EXERCISE PROMPT
When a line in the records contains the string "return", copy that line.

ENTRIES SUPPLIED
#[cfg(test)]
mod tests {
    use super::*;
    use core_svg::testing::MockBackend;
    use core_anim::RepeatMode;
    use std::time::{Duration, Instant};

    const DOC: &str = r#"<svg width="10" height="10"><g id="stage"/></svg>"#;

    fn animations() -> Arc<Vec<Animation>> {
        Arc::new(vec![Animation {
            target_id: "stage".into(),
            attribute_name: "href".into(),
            values: (0..4).map(|i| format!("#f{i}")).collect(),
            duration: 1.0,
            repeat: RepeatMode::Loop,
        }])
    }

    fn scheduler(workers: usize, max_slots: usize) -> PreBufferScheduler<MockBackend> {
        PreBufferScheduler::new(
            Arc::new(MockBackend),
            PreBufferConfig {
                max_slots,
                lookahead: 2,
                workers,
            },
        )
    }

    fn wait_for_frame(s: &PreBufferScheduler<MockBackend>, frame: usize) -> Vec<u8> {
        let deadline = Instant::now() + Duration::from_secs(5);
        loop {
            if let Some(px) = s.get_frame(frame) {
                return px;
            }
            assert!(Instant::now() < deadline, "frame {frame} never became ready");
            std::thread::sleep(Duration::from_millis(2));
        }
    }

    #[test]
    fn off_mode_ignores_requests() {
        let s = scheduler(1, 8);
        s.configure(Arc::from(DOC), 4, 4, animations(), 1.0, 4);
        s.request_frame(1);
        assert_eq!(s.slot_count(), 0);
        assert!(s.get_frame(1).is_none());
    }

    #[test]
    fn request_then_get_round_trips() {
        let s = scheduler(2, 8);
        s.configure(Arc::from(DOC), 4, 4, animations(), 1.0, 4);
        assert_eq!(s.cycle_mode(), BufferMode::PreBuffer);
        s.request_frame(1);
        let px = wait_for_frame(&s, 1);
        assert_eq!(px.len(), 4 * 4 * 4);

        // Determinism: the same state rendered directly yields the same
        // pixels.
        use core_svg::{Canvas, RasterBackend, SvgDocument, SvgNode};
        let backend = MockBackend;
        let mut doc = backend.parse(DOC).unwrap();
        doc.find_by_id("stage").unwrap().set_attribute("href", "#f1");
        let mut canvas = backend.create_canvas(4, 4).unwrap();
        doc.render(&mut canvas).unwrap();
        let mut direct = Vec::new();
        canvas.read_bgra(&mut direct);
        assert_eq!(px, direct);
        s.shutdown();
    }

    #[test]
    fn capacity_overflow_drops_silently() {
        let s = scheduler(1, 2);
        s.configure(Arc::from(DOC), 2, 2, animations(), 1.0, 4);
        s.cycle_mode();
        s.request_frame(0);
        s.request_frame(1);
        s.request_frame(2);
        assert_eq!(s.slot_count(), 2);
        assert!(s.metrics().dropped_requests >= 1);
        s.shutdown();
    }

    #[test]
    fn frames_ahead_schedules_window_and_evicts() {
        let s = scheduler(1, 30);
        s.configure(Arc::from(DOC), 2, 2, animations(), 1.0, 12);
        s.cycle_mode();
        // Stale slot far behind the consumer.
        s.request_frame(0);
        s.request_frames_ahead(6, 12);
        let state = s.state.lock().unwrap();
        assert!(!state.slots.contains_key(&0), "behind-window slot evicted");
        assert!(state.slots.contains_key(&7));
        assert!(state.slots.contains_key(&8));
        drop(state);
        s.shutdown();
    }

    #[test]
    fn frames_ahead_wraps_modulo() {
        let s = scheduler(1, 30);
        s.configure(Arc::from(DOC), 2, 2, animations(), 1.0, 4);
        s.cycle_mode();
        s.request_frames_ahead(3, 4);
        let state = s.state.lock().unwrap();
        assert!(state.slots.contains_key(&0), "wraps to frame 0");
        drop(state);
        s.shutdown();
    }

    #[test]
    fn resize_drops_all_slots() {
        let s = scheduler(1, 8);
        s.configure(Arc::from(DOC), 4, 4, animations(), 1.0, 4);
        s.cycle_mode();
        s.request_frame(1);
        wait_for_frame(&s, 1);
        s.resize(8, 8);
        assert_eq!(s.slot_count(), 0);
        assert!(s.get_frame(1).is_none());
        s.request_frame(1);
        let px = wait_for_frame(&s, 1);
        assert_eq!(px.len(), 8 * 8 * 4, "new dimensions take effect");
        s.shutdown();
    }

    #[test]
    fn configure_invalidates_cached_frames() {
        let s = scheduler(1, 8);
        s.configure(Arc::from(DOC), 4, 4, animations(), 1.0, 4);
        s.cycle_mode();
        s.request_frame(2);
        wait_for_frame(&s, 2);
        s.configure(Arc::from(DOC), 4, 4, animations(), 2.0, 4);
        assert!(s.get_frame(2).is_none(), "configure dropped the slot");
        s.shutdown();
    }

    #[test]
    fn cycle_mode_twice_survives_inflight_work() {
        let s = scheduler(3, 30);
        s.configure(Arc::from(DOC), 16, 16, animations(), 1.0, 4);
        s.cycle_mode();
        for i in 0..4 {
            s.request_frame(i);
        }
        // Toggle off while jobs may be in flight: join-then-clear must
        // not race the workers.
        assert_eq!(s.cycle_mode(), BufferMode::Off);
        assert_eq!(s.slot_count(), 0);
        assert_eq!(s.cycle_mode(), BufferMode::PreBuffer);
        s.request_frame(1);
        wait_for_frame(&s, 1);
        s.shutdown();
    }

    #[test]
    fn slot_timestamp_matches_canonical_formula() {
        let s = scheduler(1, 8);
        s.configure(Arc::from(DOC), 2, 2, animations(), 2.0, 4);
        s.cycle_mode();
        s.request_frame(3);
        let state = s.state.lock().unwrap();
        let slot = state.slots.get(&3).unwrap();
        assert_eq!(slot.elapsed_seconds, (3.0 / 4.0) * 2.0);
        drop(state);
        s.shutdown();
    }
}
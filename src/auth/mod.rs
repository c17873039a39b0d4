//! Request authentication subsystem.
//!
//! # Data Flow
//! ```text
//! Request headers + query
//!     → context.rs (SignatureContext: accessKey, nonce, timestamp, sign)
//!     → verifier.rs
//!         → credentials.rs (resolve access key → secret, status)
//!         → timestamp skew window
//!         → signer.rs (canonical string, HMAC-SHA256, constant-time compare)
//!         → nonce.rs (atomic set-if-absent)
//!     → accepted | AuthFailure(reason)
//! ```
//!
//! # Design Decisions
//! - Stores are injected capability traits so tests use in-memory fakes
//! - All failures are 403 to the caller; reasons are logged only

pub mod context;
pub mod credentials;
pub mod error;
pub mod nonce;
pub mod signer;
pub mod verifier;

pub use context::SignatureContext;
pub use credentials::{Credential, CredentialLookup, CredentialStatus, InMemoryCredentialStore, SecretKey};
pub use error::{AuthFailure, StoreError};
pub use nonce::{InMemoryNonceStore, NonceStore};
pub use verifier::{SignatureVerifier, VerifierSettings};
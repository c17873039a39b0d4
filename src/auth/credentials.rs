//! Credential resolution.
//!
//! The gateway only reads credentials. Persistent storage lives behind
//! [`CredentialLookup`]; [`InMemoryCredentialStore`] is the built-in
//! implementation seeded from configuration.

use std::fmt;
use std::sync::Arc;

use async_trait::async_trait;
use dashmap::DashMap;
use serde::{Deserialize, Serialize};

use crate::auth::error::StoreError;
use crate::config::CredentialConfig;

/// Whether a credential may still sign requests.
#[derive(Debug, Clone, Copy, PartialEq, Eq, Serialize, Deserialize, Default)]
#[serde(rename_all = "lowercase")]
pub enum CredentialStatus {
    #[default]
    Active,
    Revoked,
}

/// Opaque secret bytes. `Debug` never prints the contents.
#[derive(Clone, PartialEq, Eq)]
pub struct SecretKey(Vec<u8>);

impl SecretKey {
    pub fn new(bytes: impl Into<Vec<u8>>) -> Self {
        Self(bytes.into())
    }

    pub fn expose(&self) -> &[u8] {
        &self.0
    }
}

impl fmt::Debug for SecretKey {
    fn fmt(&self, f: &mut fmt::Formatter<'_>) -> fmt::Result {
        f.write_str("SecretKey(<redacted>)")
    }
}

#[derive(Debug, Clone)]
pub struct Credential {
    pub access_key: String,
    pub secret_key: SecretKey,
    pub status: CredentialStatus,
}

impl Credential {
    pub fn is_active(&self) -> bool {
        self.status == CredentialStatus::Active
    }
}

/// Resolves an access key to its credential. Must be safe for concurrent calls.
#[async_trait]
pub trait CredentialLookup: Send + Sync {
    /// `Ok(None)` means the access key is unknown.
    async fn resolve(&self, access_key: &str) -> Result<Option<Credential>, StoreError>;
}

/// A thread-safe in-memory credential store.
#[derive(Clone, Default)]
pub struct InMemoryCredentialStore {
    inner: Arc<DashMap<String, Credential>>,
}

impl InMemoryCredentialStore {
    pub fn new() -> Self {
        Self::default()
    }

    pub fn from_config(credentials: &[CredentialConfig]) -> Self {
        let store = Self::new();
        for c in credentials {
            store.insert(Credential {
                access_key: c.access_key.clone(),
                secret_key: SecretKey::new(c.secret_key.as_bytes()),
                status: c.status,
            });
        }
        tracing::info!(count = store.count(), "Credential store loaded");
        store
    }

    pub fn insert(&self, credential: Credential) {
        self.inner.insert(credential.access_key.clone(), credential);
    }

    pub fn count(&self) -> usize {
        self.inner.len()
    }
}

#[async_trait]
impl CredentialLookup for InMemoryCredentialStore {
    async fn resolve(&self, access_key: &str) -> Result<Option<Credential>, StoreError> {
        Ok(self.inner.get(access_key).map(|r| r.value().clone()))
    }
}
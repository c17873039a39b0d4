//! Edge filter subsystem.
//!
//! # Data Flow
//! ```text
//! Inbound request
//!     → edge.rs
//!         → security::admission (reject early: no-admission)
//!         → auth::verifier      (reject early: auth-failure)
//!         → http::forward       (external forwarding stage)
//!         → http::interceptor   (observe the streamed response)
//!     → client
//! ```
//!
//! # Design Decisions
//! - One place maps rejections to HTTP status (403, empty body)
//! - Admission and authentication fail closed; response observation
//!   degrades to plain forwarding

pub mod edge;

pub use edge::{EdgeFilter, FilterError, FilterStage, Rejection};
//! The edge filter: admission → authentication → forwarding → interception.

use std::net::SocketAddr;
use std::sync::Arc;
use std::time::Instant;

use axum::body::Body;
use axum::http::{Request, Response, StatusCode};
use axum::response::IntoResponse;
use tracing::Instrument;

use crate::auth::{
    AuthFailure, CredentialLookup, NonceStore, SignatureContext, SignatureVerifier, VerifierSettings,
};
use crate::config::GatewayConfig;
use crate::http::forward::{ForwardError, Forwarder};
use crate::http::interceptor::ResponseInterceptor;
use crate::http::request::InboundRequest;
use crate::observability::metrics;
use crate::security::admission::{AdmissionGuard, InvalidAllowEntry};

/// Per-request progress through the filter.
#[derive(Debug, Clone, Copy, PartialEq, Eq)]
pub enum FilterStage {
    Received,
    Admitted,
    Authenticated,
    Forwarded,
    Responded,
    Rejected,
}

/// Why the filter refused a request. Attached to the 403 response as an
/// extension; never written to the wire.
#[derive(Debug, Clone, PartialEq, Eq)]
pub enum Rejection {
    NoAdmission,
    Auth(AuthFailure),
}

impl Rejection {
    pub fn reason(&self) -> &'static str {
        match self {
            Rejection::NoAdmission => "no-admission",
            Rejection::Auth(failure) => failure.reason(),
        }
    }

    pub fn status_code(&self) -> StatusCode {
        match self {
            Rejection::NoAdmission => StatusCode::FORBIDDEN,
            Rejection::Auth(failure) => failure.status_code(),
        }
    }
}

impl IntoResponse for Rejection {
    fn into_response(self) -> axum::response::Response {
        let mut response = Response::new(Body::empty());
        *response.status_mut() = self.status_code();
        response.extensions_mut().insert(self);
        response
    }
}

#[derive(Debug, thiserror::Error)]
pub enum FilterError {
    #[error(transparent)]
    AllowList(#[from] InvalidAllowEntry),
    #[error(transparent)]
    Forward(#[from] ForwardError),
}

pub struct EdgeFilter {
    guard: AdmissionGuard,
    verifier: SignatureVerifier,
    interceptor: ResponseInterceptor,
    forwarder: Arc<dyn Forwarder>,
}

impl EdgeFilter {
    pub fn new(
        guard: AdmissionGuard,
        verifier: SignatureVerifier,
        interceptor: ResponseInterceptor,
        forwarder: Arc<dyn Forwarder>,
    ) -> Self {
        Self {
            guard,
            verifier,
            interceptor,
            forwarder,
        }
    }

    /// Assemble the filter from configuration and injected collaborators.
    pub fn from_config(
        config: &GatewayConfig,
        credentials: Arc<dyn CredentialLookup>,
        nonces: Arc<dyn NonceStore>,
        forwarder: Arc<dyn Forwarder>,
    ) -> Result<Self, FilterError> {
        let guard = AdmissionGuard::from_config(config.admission.allow_list.as_slice())?;
        let verifier = SignatureVerifier::new(credentials, nonces, VerifierSettings::from(&config.auth));
        Ok(Self::new(guard, verifier, ResponseInterceptor::default(), forwarder))
    }

    /// Run one request through the filter.
    pub async fn handle(&self, request: Request<Body>, source: Option<SocketAddr>) -> Response<Body> {
        let (parts, body) = request.into_parts();
        let inbound = InboundRequest::from_parts(&parts, source);
        let request = Request::from_parts(parts, body);

        let span = tracing::info_span!("edge_filter", request_id = %inbound.id);
        self.run(inbound, request).instrument(span).await
    }

    async fn run(&self, inbound: InboundRequest, request: Request<Body>) -> Response<Body> {
        let started = Instant::now();
        inbound.log();
        trace_stage(FilterStage::Received);

        if !self.guard.admit(&inbound.source_ip()).is_allowed() {
            return reject(Rejection::NoAdmission);
        }
        trace_stage(FilterStage::Admitted);

        let verified = match SignatureContext::from_request(&inbound.headers, &inbound.query) {
            Ok(ctx) => self.verifier.verify(&ctx).await,
            Err(failure) => {
                tracing::warn!(reason = failure.reason(), detail = %failure, "Signature rejected");
                metrics::record_auth("rejected", failure.reason());
                Err(failure)
            }
        };
        if let Err(failure) = verified {
            return reject(Rejection::Auth(failure));
        }
        trace_stage(FilterStage::Authenticated);

        let response = match self.forwarder.forward(request).await {
            Ok(response) => response,
            Err(e) => {
                tracing::error!(error = %e, "Forwarding failed");
                e.into_response()
            }
        };
        trace_stage(FilterStage::Forwarded);

        let response = match self.interceptor.intercept(response, &inbound.id, started) {
            Ok(response) => response,
            Err(degraded) => {
                tracing::error!(
                    error = %degraded.error,
                    "Gateway filter error, forwarding response unobserved"
                );
                metrics::record_degraded();
                degraded.into_response()
            }
        };
        trace_stage(FilterStage::Responded);
        response
    }
}

fn trace_stage(stage: FilterStage) {
    tracing::trace!(stage = ?stage, "Filter stage");
}

fn reject(rejection: Rejection) -> Response<Body> {
    trace_stage(FilterStage::Rejected);
    tracing::info!(reason = rejection.reason(), "Request rejected");
    rejection.into_response()
}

TASK RESPONSE
                return px;
            return reject(Rejection::NoAdmission);
            return reject(Rejection::Auth(failure));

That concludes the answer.